The gross proceeds from the sale of the Flow-Through Shares will be used by the Company to incur eligible "Canadian exploration expenses" (as defined in the Income Tax Act (Canada)) that will qualify as "flow-through mining expenditures" (as defined in the Income Tax Act (Canada) and, in respect of the Premium FT Shares, subsection 11.7(1) of The Income Tax Act (Manitoba)) (the "Qualifying Expenditures") related to the Company's projects in Manitoba. All Qualifying Expenditures will be renounced in favour of the subscribers of the Flow-Through Shares effective December 31, 2021.
The Offering was made by way of private placement in Canada pursuant to applicable exemptions from the prospectus requirements under applicable Canadian securities laws. The securities issued under the Offering are subject to a hold period under applicable Canadian securities laws which will expire on May 1, 2022. The Offering is subject to final acceptance of the TSX Venture Exchange.

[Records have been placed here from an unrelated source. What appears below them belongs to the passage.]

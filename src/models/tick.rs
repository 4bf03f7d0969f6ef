//! # models::tick
//!
//! Defines [`ParsedTick`], the typed form of one raw price line received on the
//! feed (`externalId,instrument,bid,ask,eventTime`).
//!
//! A `ParsedTick` only lives for the duration of one pipeline run: the parser
//! builds it, the spread adjuster rewrites its prices and the merger turns it
//! into a [`Quote`](super::Quote) or drops it.

use chrono::{DateTime, FixedOffset};
use rust_decimal::Decimal;

/// `chrono` rendition of the feed timestamp pattern `dd-MM-yyyy HH:mm:ss:SSS`.
pub const EVENT_TIME_FORMAT: &str = "%d-%m-%Y %H:%M:%S:%3f";

/// A validated price tick.
#[derive(Debug, Clone, PartialEq, Eq)]
pub struct ParsedTick {
    /// Sequence number assigned by the upstream feed.  Carried through to the
    /// stored quote but never used for ordering.
    pub external_id: i32,

    /// Currency pair exactly as received, e.g. `"EUR/USD"`.
    pub instrument: String,

    pub bid: Decimal,
    pub ask: Decimal,

    /// Time the tick was produced upstream, millisecond precision.
    pub event_time: DateTime<FixedOffset>,
}
//! # engine::merger
//!
//! **Quote Merger** — last-writer-wins by embedded event time.
//!
//! Ticks can arrive out of order; the one carrying the latest `event_time`
//! is the one that ends up in the store.  A tick whose time is equal to or
//! older than the stored quote is dropped without error.

use crate::models::{ParsedTick, Quote};

// ─── Merge Outcome ────────────────────────────────────────────────────────────

#[derive(Debug, Clone, PartialEq, Eq)]
pub enum MergeOutcome {
    /// Caller must write this quote to the store.
    Replace(Quote),
    /// Incoming tick is not newer than what is stored — nothing to do.
    Stale,
}

/// Decide whether an adjusted tick supersedes the stored quote.
///
/// The replacement is built entirely from `incoming`; nothing is carried over
/// from `existing`.
pub fn merge(existing: Option<&Quote>, incoming: ParsedTick) -> MergeOutcome {
    match existing {
        Some(current) if incoming.event_time <= current.event_time => MergeOutcome::Stale,
        _ => MergeOutcome::Replace(Quote::from(incoming)),
    }
}

#[cfg(test)]
mod tests {
    use super::*;
    use crate::engine::parser::TickParser;
    use rust_decimal_macros::dec;

    fn tick(id: i32, time: &str) -> ParsedTick {
        TickParser::default()
            .parse(&format!("{id},GBP/USD,1.2500,1.2560,01-06-2020 {time}"))
            .unwrap()
    }

    #[test]
    fn test_first_tick_is_accepted() {
        let incoming = tick(3, "12:01:02:001");
        assert_eq!(merge(None, incoming.clone()), MergeOutcome::Replace(Quote::from(incoming)));
    }

    #[test]
    fn test_newer_tick_replaces_every_field() {
        let stored = Quote::from(tick(3, "12:01:02:001"));
        let mut incoming = tick(5, "12:02:02:100");
        incoming.bid = dec!(1.1000);
        incoming.ask = dec!(1.4000);

        match merge(Some(&stored), incoming.clone()) {
            MergeOutcome::Replace(quote) => {
                assert_eq!(quote.external_id, 5);
                assert_eq!(quote.bid, dec!(1.1000));
                assert_eq!(quote.ask, dec!(1.4000));
                assert_eq!(quote.event_time, incoming.event_time);
            }
            MergeOutcome::Stale => panic!("newer tick must replace"),
        }
    }

    #[test]
    fn test_older_tick_is_stale() {
        let stored = Quote::from(tick(5, "12:02:02:100"));
        assert_eq!(merge(Some(&stored), tick(4, "12:01:02:100")), MergeOutcome::Stale);
    }

    #[test]
    fn test_equal_time_is_stale() {
        let stored = Quote::from(tick(5, "12:02:02:100"));
        assert_eq!(merge(Some(&stored), tick(6, "12:02:02:100")), MergeOutcome::Stale);
    }

    #[test]
    fn test_one_millisecond_later_wins() {
        let stored = Quote::from(tick(5, "12:02:02:100"));
        assert!(matches!(
            merge(Some(&stored), tick(6, "12:02:02:101")),
            MergeOutcome::Replace(_)
        ));
    }

    #[test]
    fn test_sequence_id_does_not_order() {
        // a lower external id with a later time still wins
        let stored = Quote::from(tick(9, "12:00:00:000"));
        assert!(matches!(
            merge(Some(&stored), tick(1, "12:00:00:001")),
            MergeOutcome::Replace(_)
        ));
    }
}
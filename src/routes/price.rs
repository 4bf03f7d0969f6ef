//! # routes::price
//!
//! Read API over the quote store, plus raw tick submission.
//!
//! ## Endpoints
//!
//! | Method | Path                  | Description                                     |
//! |--------|-----------------------|-------------------------------------------------|
//! | GET    | `/price`              | Every stored quote                              |
//! | GET    | `/price/{instrument}` | One quote; `GBP-USD` is looked up as `GBP/USD`  |
//! | POST   | `/price`              | `text/plain` raw tick, run through the pipeline |

use axum::{
    extract::{Path, State},
    response::IntoResponse,
    Json,
};
use serde_json::json;

use crate::{
    error::AppError,
    models::{Quote, QuoteView},
    service::IngestOutcome,
    state::SharedState,
};

/// Instrument names contain `/`, which cannot travel inside a single path
/// segment, so clients send `-` in its place.
pub fn instrument_from_path(segment: &str) -> String {
    segment.replace('-', "/")
}

// ─── GET /price ───────────────────────────────────────────────────────────────

pub async fn get_all_prices(
    State(state): State<SharedState>,
) -> Result<Json<Vec<Quote>>, AppError> {
    Ok(Json(state.prices.all().await?))
}

// ─── GET /price/{instrument} ──────────────────────────────────────────────────

/// Unknown instruments answer `200` with an all-`null` body.
pub async fn get_price_by_instrument(
    State(state): State<SharedState>,
    Path(instrument): Path<String>,
) -> Result<Json<QuoteView>, AppError> {
    let instrument = instrument_from_path(&instrument);
    let quote = state.prices.by_instrument(&instrument).await?;
    Ok(Json(QuoteView::from(quote)))
}

// ─── POST /price ──────────────────────────────────────────────────────────────

pub async fn post_tick(
    State(state): State<SharedState>,
    raw: String,
) -> Result<impl IntoResponse, AppError> {
    let body = match state.prices.ingest(raw.trim_end()).await? {
        IngestOutcome::Stored(quote) => json!({
            "ok":     true,
            "action": "STORED",
            "quote":  quote,
        }),
        IngestOutcome::Stale => json!({
            "ok":     true,
            "action": "STALE",
        }),
    };

    Ok(Json(body))
}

Certain directors and officers of the Company (the "Insiders"), subscribed for 171,875 National FT Shares, collectively, under the Offering on the same terms as arm's length investors. The participation of each of the Insiders in the Offering constitutes a "related party transaction" for the purposes of Multilateral Instrument 61-101 - Protection of Minority Security Holders in Special Transactions ("MI 61-101"). The Company is exempt from the requirements to obtain a formal valuation or minority shareholder approval in connection with the Offering in reliance on sections 5.5(b) and 5.7(1)(a), respectively, of MI 61-101, as no securities of the Company are listed or quoted on the specified markets and the fair market value of the securities issued to the Insiders exceeds 25% of the Company's market capitalization as calculated in accordance with MI 61-101.
The securities offered have not been registered under the United States Securities Act of 1933, as amended, or any state securities law, and may not be offered or sold in the United States absent registration or an exemption from such registration requirements. This news release shall not constitute an offer to sell or the solicitation of an offer to buy nor shall there be any sale of the securities in any State in which such offer, solicitation or sale would be unlawful.
About 1911 Gold Corporation
1911 Gold is a junior explorer that holds a highly prospective, consolidated land package totalling more than 58,000 hectares within and adjacent to the Archean Rice Lake greenstone belt in Manitoba, and also owns the True North mine and mill complex at Bissett, Manitoba, where it is reprocessing historic tailings on a seasonal basis. 1911 Gold believes its land package is a prime exploration opportunity, with potential to develop a mining district centred on the True North complex. The Company also owns the Apex project near Snow Lake, Manitoba and the Tully and Denton-Keefer projects near Timmins, Ontario, and intends to focus on both organic growth opportunities and accretive acquisition opportunities in North America.
1911 Gold’s True North complex and exploration land package are located within the traditional territory of the Hollow Water First Nation, signatory to Treaty No. 5 (1875-76). 1911 Gold looks forward to maintaining open, co-operative and respectful communication with the Hollow Water First Nation, and all local stakeholders, in order to build mutually beneficial working relationships.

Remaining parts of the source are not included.